*** Data extract ***

/// Health check endpoint
///
/// Reports whether the server is running and whether the identity store
/// answers.
///
/// # Endpoint
///
/// ```text
/// GET /health
/// ```
///
/// # Response
///
/// ```json
/// {
///   "status": "healthy",
///   "version": "0.1.0",
///   "database": "connected"
/// }
/// ```

use crate::{app::AppState, error::ApiResult};
use axum::{extract::State, Json};
use serde::{Deserialize, Serialize};

/// Health check response
#[derive(Debug, Serialize, Deserialize)]
pub struct HealthResponse {
    /// Service status
    pub status: String,

    /// Application version
    pub version: String,

    /// Database status
    pub database: String,
}

/// Health check handler
pub async fn health_check(State(state): State<AppState>) -> ApiResult<Json<HealthResponse>> {
    let database_status = match state.store.ping().await {
        Ok(()) => "connected",
        Err(e) => {
            tracing::warn!(error = %e, "Store health check failed");
            "disconnected"
        }
    };

    Ok(Json(HealthResponse {
        status: if database_status == "connected" {
            "healthy".to_string()
        } else {
            "degraded".to_string()
        },
        version: env!("CARGO_PKG_VERSION").to_string(),
        database: database_status.to_string(),
    }))
}
/// Password hashing behind the `CredentialHasher` port
///
/// Production uses Argon2id with 64 MB memory, 3 passes and 4 lanes. The
/// parameters and a random 16-byte salt are embedded in the PHC string, so
/// verification works for any hash regardless of the hasher's own settings.
///
/// ```text
/// $argon2id$v=19$m=65536,t=3,p=4$<salt>$<hash>
/// ```

use argon2::{
    password_hash::{rand_core::OsRng, PasswordHash, PasswordHasher, PasswordVerifier, SaltString},
    Argon2, Params, ParamsBuilder, Version,
};

/// Error type for password hashing operations
#[derive(Debug, thiserror::Error)]
pub enum PasswordError {
    /// Failed to hash password
    #[error("Failed to hash password: {0}")]
    HashError(String),

    /// Failed to verify password
    #[error("Failed to verify password: {0}")]
    VerifyError(String),

    /// Invalid password hash format
    #[error("Invalid password hash format: {0}")]
    InvalidHash(String),
}

/// Produces and checks salted password hashes
pub trait CredentialHasher: Send + Sync {
    /// Hashes a plaintext password
    fn hash(&self, password: &str) -> Result<String, PasswordError>;

    /// Returns `Ok(false)` on a mismatch; errors only on a corrupt hash
    fn verify(&self, hash: &str, password: &str) -> Result<bool, PasswordError>;
}

/// Argon2id hasher
#[derive(Debug, Clone)]
pub struct Argon2Hasher {
    params: Params,
}

impl Argon2Hasher {
    /// Hasher with the production parameters (64 MB, t=3, p=4)
    pub fn new() -> Result<Self, PasswordError> {
        Self::with_params(65536, 3, 4)
    }

    /// Hasher with explicit memory (KiB), iteration and lane counts
    pub fn with_params(m_cost: u32, t_cost: u32, p_cost: u32) -> Result<Self, PasswordError> {
        let params = ParamsBuilder::new()
            .m_cost(m_cost)
            .t_cost(t_cost)
            .p_cost(p_cost)
            .output_len(32)
            .build()
            .map_err(|e| PasswordError::HashError(format!("Invalid parameters: {}", e)))?;

        Ok(Self { params })
    }

    fn argon2(&self) -> Argon2<'static> {
        Argon2::new(argon2::Algorithm::Argon2id, Version::V0x13, self.params.clone())
    }
}

impl CredentialHasher for Argon2Hasher {
    fn hash(&self, password: &str) -> Result<String, PasswordError> {
        let salt = SaltString::generate(&mut OsRng);

        let password_hash = self
            .argon2()
            .hash_password(password.as_bytes(), &salt)
            .map_err(|e| PasswordError::HashError(format!("Hash generation failed: {}", e)))?;

        Ok(password_hash.to_string())
    }

    fn verify(&self, hash: &str, password: &str) -> Result<bool, PasswordError> {
        let parsed_hash = PasswordHash::new(hash)
            .map_err(|e| PasswordError::InvalidHash(format!("Failed to parse hash: {}", e)))?;

        // Parameters come from the PHC string
        match Argon2::default().verify_password(password.as_bytes(), &parsed_hash) {
            Ok(_) => Ok(true),
            Err(argon2::password_hash::Error::Password) => Ok(false),
            Err(e) => Err(PasswordError::VerifyError(format!("Verification failed: {}", e))),
        }
    }
}

#[cfg(test)]
mod tests {
    use super::*;

    fn fast_hasher() -> Argon2Hasher {
        Argon2Hasher::with_params(8, 1, 1).unwrap()
    }

    #[test]
    fn test_hash_and_verify() {
        let hasher = fast_hasher();
        let hash = hasher.hash("correct horse battery").unwrap();

        assert!(hash.starts_with("$argon2id$"));
        assert!(hasher.verify(&hash, "correct horse battery").unwrap());
        assert!(!hasher.verify(&hash, "wrong password").unwrap());
    }

    #[test]
    fn test_hash_is_salted() {
        let hasher = fast_hasher();
        let first = hasher.hash("same-password").unwrap();
        let second = hasher.hash("same-password").unwrap();
        assert_ne!(first, second);
    }

    #[test]
    fn test_verify_across_parameter_sets() {
        let hash = fast_hasher().hash("password123").unwrap();
        let other = Argon2Hasher::with_params(16, 2, 1).unwrap();
        assert!(other.verify(&hash, "password123").unwrap());
    }

    #[test]
    fn test_production_params_are_embedded() {
        let hasher = Argon2Hasher::new().unwrap();
        let hash = hasher.hash("password123").unwrap();
        assert!(hash.contains("m=65536,t=3,p=4"));
    }

    #[test]
    fn test_invalid_hash() {
        let result = fast_hasher().verify("not-a-phc-string", "password");
        assert!(matches!(result, Err(PasswordError::InvalidHash(_))));
    }

    #[test]
    fn test_invalid_params() {
        assert!(Argon2Hasher::with_params(1, 0, 0).is_err());
    }
}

*** End of Data extract ***

# Work required
Repeat only the tail of the entries, exactly: the line containing "let hasher = Argon2Hasher::new().unwrap();" and every line after it, to the end.

# Expected answer
        let hasher = Argon2Hasher::new().unwrap();
        let hash = hasher.hash("password123").unwrap();
        assert!(hash.contains("m=65536,t=3,p=4"));
    }

    #[test]
    fn test_invalid_hash() {
        let result = fast_hasher().verify("not-a-phc-string", "password");
        assert!(matches!(result, Err(PasswordError::InvalidHash(_))));
    }

    #[test]
    fn test_invalid_params() {
        assert!(Argon2Hasher::with_params(1, 0, 0).is_err());
    }
}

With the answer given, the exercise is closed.